As a running coach deeply invested in the success of my athletes and someone who's been through countless races myself, I've come to appreciate the critical importance of pre-race preparation. It's not just about pounding the pavement; it's about nurturing your body and mind in the days leading up to the big event. So, let's take a look at how you can fuel yourself for success, drawing from both my coaching expertise and personal experiences as an athlete.

Nutrition:

Nourishing your body properly is key to unlocking your full potential on race day. In the days leading up to the race, focus on maintaining a balanced diet that includes plenty of carbohydrates, lean proteins, and healthy fats. Carbs, in particular, serve as your body's primary fuel source during endurance activities, so don't skimp on them.

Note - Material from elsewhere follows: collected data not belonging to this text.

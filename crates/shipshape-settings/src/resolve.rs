use anyhow::Context;
use camino::Utf8PathBuf;
use shipshape_domain::{CheckMap, Registry};
use shipshape_types::Severity;
use tracing::debug;

use crate::decode::{ConfigError, parse_config_yaml};
use crate::model::Config;

/// Values given on the command line; they beat anything in the documents.
#[derive(Clone, Debug, Default)]
pub struct Overrides {
    pub project_dir: Option<Utf8PathBuf>,
    pub fail_severity: Option<Severity>,
    /// Only run checks of these types (all types when empty).
    pub check_types: Vec<String>,
    pub exclude_db: bool,
    pub remediate: bool,
}

#[derive(Debug)]
pub struct ResolvedConfig {
    pub project_dir: Utf8PathBuf,
    pub fail_severity: Severity,
    pub checks: CheckMap,
    pub remediate: bool,
}

pub fn load_configs<'a>(
    sources: impl IntoIterator<Item = (&'a str, &'a str)>,
    registry: &Registry,
) -> anyhow::Result<Config> {
    let mut merged = Config::default();
    for (label, text) in sources {
        let cfg = parse_config_yaml(text, registry)
            .with_context(|| format!("invalid policy document {label}"))?;
        debug!(source = label, checks = cfg.check_count(), "loaded policy document");
        merged
            .merge(cfg)
            .map_err(ConfigError::from)
            .with_context(|| format!("failed to merge policy document {label}"))?;
    }
    Ok(merged)
}

pub fn resolve_config(cfg: Config, overrides: Overrides) -> anyhow::Result<ResolvedConfig> {
    let project_dir = overrides
        .project_dir
        .or(cfg.project_dir)
        .unwrap_or_else(|| Utf8PathBuf::from("."));
    let fail_severity = overrides
        .fail_severity
        .or(cfg.fail_severity)
        .unwrap_or(Severity::High);
    let remediate = overrides.remediate || cfg.remediate;

    let mut checks = cfg.checks.unwrap_or_default();
    checks.init_all();
    for check in checks.checks_mut() {
        check.set_perform_remediation(remediate);
    }
    checks.filter(&overrides.check_types, overrides.exclude_db);

    debug!(
        project_dir = %project_dir,
        fail_severity = %fail_severity,
        checks = checks.len(),
        "resolved config"
    );

    Ok(ResolvedConfig {
        project_dir,
        fail_severity,
        checks,
        remediate,
    })
}
use std::collections::BTreeMap;
use std::fmt::Write as _;

use shipshape_types::{CheckResult, CheckType, ResultList};

/// One `<testsuite>` per check type, one `<testcase>` per check, one
/// `<error>` per breach.
pub fn render_junit(list: &ResultList) -> String {
    let mut suites: BTreeMap<&CheckType, Vec<&CheckResult>> = BTreeMap::new();
    for result in &list.results {
        suites.entry(&result.check_type).or_default().push(result);
    }

    let mut out = String::new();
    out.push_str("<?xml version=\"1.0\" encoding=\"UTF-8\"?>\n");
    let _ = writeln!(
        out,
        "<testsuites tests=\"{}\" errors=\"{}\">",
        list.total_checks, list.total_breaches
    );
    for (check_type, results) in suites {
        let tests = list
            .check_count_by_type
            .get(check_type)
            .copied()
            .unwrap_or(results.len() as u32);
        let errors = list
            .breach_count_by_type
            .get(check_type)
            .copied()
            .unwrap_or_default();
        let _ = writeln!(
            out,
            "    <testsuite name=\"{}\" tests=\"{tests}\" errors=\"{errors}\">",
            xml_escape(check_type.as_str())
        );
        for result in results {
            let name = xml_escape(&result.name);
            if result.breaches.is_empty() {
                let _ = writeln!(out, "        <testcase name=\"{name}\" classname=\"{name}\"></testcase>");
                continue;
            }
            let _ = writeln!(out, "        <testcase name=\"{name}\" classname=\"{name}\">");
            for breach in &result.breaches {
                let _ = writeln!(
                    out,
                    "            <error message=\"{}\"></error>",
                    xml_escape(&breach.to_string())
                );
            }
            out.push_str("        </testcase>\n");
        }
        out.push_str("    </testsuite>\n");
    }
    out.push_str("</testsuites>\n");
    out
}

fn xml_escape(input: &str) -> String {
    input
        .replace('&', "&amp;")
        .replace('<', "&lt;")
        .replace('>', "&gt;")
        .replace('"', "&quot;")
        .replace('\'', "&apos;")
}
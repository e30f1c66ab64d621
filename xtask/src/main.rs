//! Developer tasks (schema generation and drift checks).
//!
//! Keeping this separate avoids bloating the end-user CLI.

use anyhow::{Context, bail};
use schemars::schema_for;
use std::fs;
use std::path::{Path, PathBuf};

/// Get the project root (parent of xtask directory).
fn project_root() -> anyhow::Result<PathBuf> {
    let manifest_dir = match std::env::var("CARGO_MANIFEST_DIR") {
        Ok(dir) => PathBuf::from(dir),
        Err(_) => std::env::current_dir().context("Cannot determine current directory")?,
    };

    if manifest_dir.ends_with("xtask")
        && let Some(parent) = manifest_dir.parent()
    {
        return Ok(parent.to_path_buf());
    }
    Ok(manifest_dir)
}

/// Schema definition with its target filename.
struct SchemaSpec {
    filename: &'static str,
    generate: fn() -> schemars::Schema,
}

fn generate_policy_schema() -> schemars::Schema {
    schema_for!(shipshape_settings::PolicyDocument)
}

fn generate_results_schema() -> schemars::Schema {
    schema_for!(shipshape_types::ResultList)
}

fn schema_specs() -> Vec<SchemaSpec> {
    vec![
        SchemaSpec {
            filename: "shipshape.policy.schema.json",
            generate: generate_policy_schema,
        },
        SchemaSpec {
            filename: "shipshape.results.schema.json",
            generate: generate_results_schema,
        },
    ]
}

/// Serialize a schema to pretty-printed JSON with trailing newline.
fn serialize_schema(schema: &schemars::Schema) -> anyhow::Result<String> {
    let mut json = serde_json::to_string_pretty(schema).context("Failed to serialize schema")?;
    json.push('\n');
    Ok(json)
}

fn emit_schemas(dir: &Path) -> anyhow::Result<()> {
    fs::create_dir_all(dir)
        .with_context(|| format!("Failed to create {}", dir.display()))?;

    for spec in schema_specs() {
        let json = serialize_schema(&(spec.generate)())?;
        let path = dir.join(spec.filename);
        fs::write(&path, &json)
            .with_context(|| format!("Failed to write schema to {}", path.display()))?;
        println!("Wrote {}", path.display());
    }
    Ok(())
}

/// Fails when a schema in `dir` is missing or differs from the generated one.
fn validate_schemas(dir: &Path) -> anyhow::Result<()> {
    let mut missing = Vec::new();
    let mut mismatched = Vec::new();

    for spec in schema_specs() {
        let path = dir.join(spec.filename);
        if !path.exists() {
            missing.push(spec.filename);
            continue;
        }

        let expected = serialize_schema(&(spec.generate)())?;
        let actual = fs::read_to_string(&path)
            .with_context(|| format!("Failed to read {}", path.display()))?;
        if expected != actual {
            mismatched.push(spec.filename);
        }
    }

    if missing.is_empty() && mismatched.is_empty() {
        println!("All schemas are up to date.");
        return Ok(());
    }
    for name in &missing {
        eprintln!("missing: {name}");
    }
    for name in &mismatched {
        eprintln!("out of date: {name}");
    }
    eprintln!("\nRun `cargo xtask emit-schemas` to regenerate.");
    bail!("Schema validation failed")
}

fn print_help() {
    eprintln!("xtask commands:");
    eprintln!("  help                    Show this message");
    eprintln!("  emit-schemas [DIR]      Generate JSON schemas from Rust types (default schemas/)");
    eprintln!("  validate-schemas [DIR]  Check that generated schemas match the files (for CI)");
    eprintln!("  print-schema-ids        Print known schema IDs");
}

fn main() -> anyhow::Result<()> {
    let args: Vec<String> = std::env::args().collect();
    let cmd = args.get(1).map(|s| s.as_str()).unwrap_or("help");
    let dir = || -> anyhow::Result<PathBuf> {
        match args.get(2) {
            Some(dir) => Ok(PathBuf::from(dir)),
            None => Ok(project_root()?.join("schemas")),
        }
    };

    match cmd {
        "help" | "--help" | "-h" => {
            print_help();
            Ok(())
        }
        "emit-schemas" => emit_schemas(&dir()?),
        "validate-schemas" => validate_schemas(&dir()?),
        "print-schema-ids" => {
            for spec in schema_specs() {
                println!("{}", spec.filename.trim_end_matches(".json"));
            }
            Ok(())
        }
        other => bail!("unknown xtask command: {other}\n\nRun `cargo xtask help` for usage."),
    }
    .context("xtask failed")
}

The day before the race, opt for easily digestible foods like pasta, rice, and fruits to top up your energy stores. And don't forget to stay hydrated! Sip water throughout the day to ensure you're adequately hydrated come race morning.

Rest and recovery:

In addition to fueling your body, giving it the rest it needs is equally crucial. Aim for a solid 7-9 hours of sleep each night in the lead-up to the race. Quality sleep allows your body to repair and recharge, ensuring you're feeling fresh and ready to tackle those miles.

Incorporate gentle mobility and foam rolling into your pre-race routine to keep your muscles loose and limber. But be careful not to overdo it, the goal here is to prime your body, not exhaust it or make it so sore that’s it cooked from the day.

Personal pre-race routine:

As for my own pre-race routine, it's all about meticulous planning and finding moments of calm amidst the pre-race jitters. The night before the race, I lay out all my gear, double-checking that I have everything I need. I also take the time to visualise the race ahead, picturing myself crossing the finish line strong and smiling.

On race morning, I rise early to give myself plenty of time to eat breakfast, hydrate, and mentally prepare. My go-to pre-race meal is a bowl of porridge topped with sliced banana and a drizzle of honey—it's simple, satisfying, and provides the energy I need to fuel my run. If I’m absolutely starving, I might have a bagel too.

After a gentle warm-up jog of 1-2 miles and some light mobility, I take a moment to center myself, focusing on my breath and quieting any nerves. Then, it’s time to get into my pre race drills, this is where I really zone in and think about using every inch of my running ability over the course of however long the race is. Then it's time to toe the line and give it my all. 

In conclusion, effective pre-race preparation isn't just about what you do on race day—it's about the days and weeks leading up to it. By fuelling your body with the right nutrients, giving it the rest it needs, and finding moments of calm amidst the chaos, you'll set yourself up for success come race day.